Это был не тот Колька, который уезжал. Тот был на полголовы выше плеча матери, с прямой шеей и привычкой смотреть людям в переносицу. Этот был обведён по контуру, как обведённая мелом фигура: гипс, бинт, простыня. Лицо бледное, того цвета, какого не было ни у Кольки, ни у Зои, ни у кого в роду Марковых; этот цвет приносят с собой. Глаза открытые. Узнал.
Зоя дошла до койки и опустилась рядом на колени, без звука, без слова, без жеста. Положила лоб ему на одеяло, у самого здорового плеча. Колькина левая рука, та, что не в гипсе, поднялась и легла ей на затылок. Поднялась медленно: рука после Ташкента ещё была чужая.
Кузьмич снял кепку. Не положил, не повесил, а снял и держал. Потом сделал короткий шаг назад, к двери, чтобы не быть между ними, и встал у стены. Я встал рядом с ним.
— Палваслич, — отозвался Колька. Тихо. Без надрыва. — Я… вернулся.
Я подошёл к стулу у койки и сел. Сел не потому, что хотел сесть, а потому, что ноги мои в этот момент решили, что стоять уже неприлично. Я опустил голову. Я этого не делал ни на похоронах Витьки Самохина, ни на похоронах Андропова, ни за все семь председательских лет, ни разу. Сейчас сделал.
— Палваслич, — повторил Колька. — Я выполнил долг. И вернулся. И спасибо вам, что Зою не бросили.
— Не за что, — отозвался я. И понял, что это самое неправильное, что я мог сказать, потому что было за что; но другого слова я в эту секунду не имел.
Зоя плакала тихо, в одеяло, без слов; так плачут женщины, которые свои слёзы держали в себе двадцать восемь дней. Кузьмич у стены вытащил платок, развернул его, сложил обратно, положил в карман. Руки у него опять были заняты.
— Расскажешь? — спросил Кузьмич. — Когда сможешь.

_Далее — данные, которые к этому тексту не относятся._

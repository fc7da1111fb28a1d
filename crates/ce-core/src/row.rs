//! Ordered records of named cell values.

use crate::value::CellValue;
use serde::de::{MapAccess, Visitor};
use serde::ser::SerializeMap;
use serde::{Deserialize, Deserializer, Serialize, Serializer};
use std::fmt;

/// A record of `column -> value` pairs that keeps insertion order.
///
/// Spreadsheet rows, parser results and store rows all use this shape.
/// Column order matters for display and for export, so a `HashMap` is not
/// used. Serializes as a JSON object with keys in insertion order.
#[derive(Debug, Clone, PartialEq, Default)]
pub struct Row(Vec<(String, CellValue)>);

impl Row {
    /// Empty row.
    pub fn new() -> Self {
        Self(Vec::new())
    }

    /// Value for a column, if present.
    pub fn get(&self, column: &str) -> Option<&CellValue> {
        self.0.iter().find(|(k, _)| k == column).map(|(_, v)| v)
    }

    /// Value for a column, `Null` when absent.
    pub fn value(&self, column: &str) -> CellValue {
        self.get(column).cloned().unwrap_or_default()
    }

    /// Set a column, replacing an existing value in place or appending.
    pub fn set(&mut self, column: impl Into<String>, value: impl Into<CellValue>) {
        let column = column.into();
        let value = value.into();
        match self.0.iter_mut().find(|(k, _)| *k == column) {
            Some((_, slot)) => *slot = value,
            None => self.0.push((column, value)),
        }
    }

    /// Builder form of [`Row::set`].
    pub fn with(mut self, column: impl Into<String>, value: impl Into<CellValue>) -> Self {
        self.set(column, value);
        self
    }

    /// Column names in order.
    pub fn columns(&self) -> impl Iterator<Item = &str> {
        self.0.iter().map(|(k, _)| k.as_str())
    }

    /// `(column, value)` pairs in order.
    pub fn iter(&self) -> impl Iterator<Item = (&str, &CellValue)> {
        self.0.iter().map(|(k, v)| (k.as_str(), v))
    }

    pub fn len(&self) -> usize {
        self.0.len()
    }

    pub fn is_empty(&self) -> bool {
        self.0.is_empty()
    }

    /// New row with exactly `columns`, in that order; missing columns are `Null`.
    pub fn project<S: AsRef<str>>(&self, columns: &[S]) -> Row {
        Row(columns
            .iter()
            .map(|c| (c.as_ref().to_string(), self.value(c.as_ref())))
            .collect())
    }

    /// Convert to a JSON object (key order follows serde_json's map).
    pub fn to_json(&self) -> serde_json::Value {
        let map = self
            .0
            .iter()
            .map(|(k, v)| {
                let json = serde_json::to_value(v).unwrap_or(serde_json::Value::Null);
                (k.clone(), json)
            })
            .collect();
        serde_json::Value::Object(map)
    }

    /// Build from a JSON object; non-object input yields `None`.
    pub fn from_json(value: &serde_json::Value) -> Option<Row> {
        let obj = value.as_object()?;
        Some(
            obj.iter()
                .map(|(k, v)| (k.clone(), CellValue::from_json(v)))
                .collect(),
        )
    }
}

impl FromIterator<(String, CellValue)> for Row {
    fn from_iter<I: IntoIterator<Item = (String, CellValue)>>(iter: I) -> Self {
        let mut row = Row::new();
        for (k, v) in iter {
            row.set(k, v);
        }
        row
    }
}

impl IntoIterator for Row {
    type Item = (String, CellValue);
    type IntoIter = std::vec::IntoIter<(String, CellValue)>;

    fn into_iter(self) -> Self::IntoIter {
        self.0.into_iter()
    }
}

impl Serialize for Row {
    fn serialize<S: Serializer>(&self, serializer: S) -> Result<S::Ok, S::Error> {
        let mut map = serializer.serialize_map(Some(self.0.len()))?;
        for (k, v) in &self.0 {
            map.serialize_entry(k, v)?;
        }
        map.end()
    }
}

struct RowVisitor;

impl<'de> Visitor<'de> for RowVisitor {
    type Value = Row;

    fn expecting(&self, f: &mut fmt::Formatter) -> fmt::Result {
        f.write_str("a map of column names to scalar values")
    }

    fn visit_map<A: MapAccess<'de>>(self, mut access: A) -> Result<Row, A::Error> {
        let mut row = Row::new();
        while let Some((k, v)) = access.next_entry::<String, CellValue>()? {
            row.set(k, v);
        }
        Ok(row)
    }
}

impl<'de> Deserialize<'de> for Row {
    fn deserialize<D: Deserializer<'de>>(deserializer: D) -> Result<Row, D::Error> {
        deserializer.deserialize_map(RowVisitor)
    }
}

#[cfg(test)]
#[path = "row_test.rs"]
mod tests;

— Сейчас могу, — отозвался Колька. — Засада в кишлаке. Не в бою, на выходе. Двоих наших наповал. Меня в плечо, я повернулся неудачно. Лежал до вечера. Вытащили вечером. В Кабуле собрали кость. Тут дособерут.
— Кто наповал?
— Серёга из Перми. И Тахир из Чимкента.
Кузьмич кивнул. Не сказал ничего. У него был такой кивок, которым в деревне закрывают чужие имена, чтобы не нести их дальше из палаты в коридор.
— Палваслич, — обратился Колька ко мне. Глаза у него стали чуть внимательнее. — Я знаю, что вы Зуева подняли. По вашей старой бартерной. Михайлов сказал, кто звонил.
— Михайлов лишнее сказал.
— Михайлов человек. — Колька впервые за разговор шевельнул губами в подобие улыбки. — Палваслич. Я бы через часть обратно пошёл. Не сразу, но пошёл бы. Там бы досчитали до строевого, как только смог бы держать автомат. Это всё спасибо.
Я не отвечал какое-то время.
Я думал не о Кольке. Я думал об Андрее. О том, как весной восемьдесят четвёртого Андрей дошёл до призывной комиссии в районе, и как Кузьмич, у которого племянник пропал без вести под Гератом в восьмидесятом, через год после ввода, пришёл ко мне в правление и стоял у двери, не садясь, пока я не понял, что надо звонить. Тогда Зуев и стал той самой «старой бартерной линией»: он определил Андрея в школу младшего комсостава в Подмосковье, а оттуда на узел связи, и Андрей служил два года, не выходя из помещения с проводами. Бартер шёл по молоку для одного военного санатория, через Дымова; я и забыл, какая бумага была чья. По счёту закрыто давно.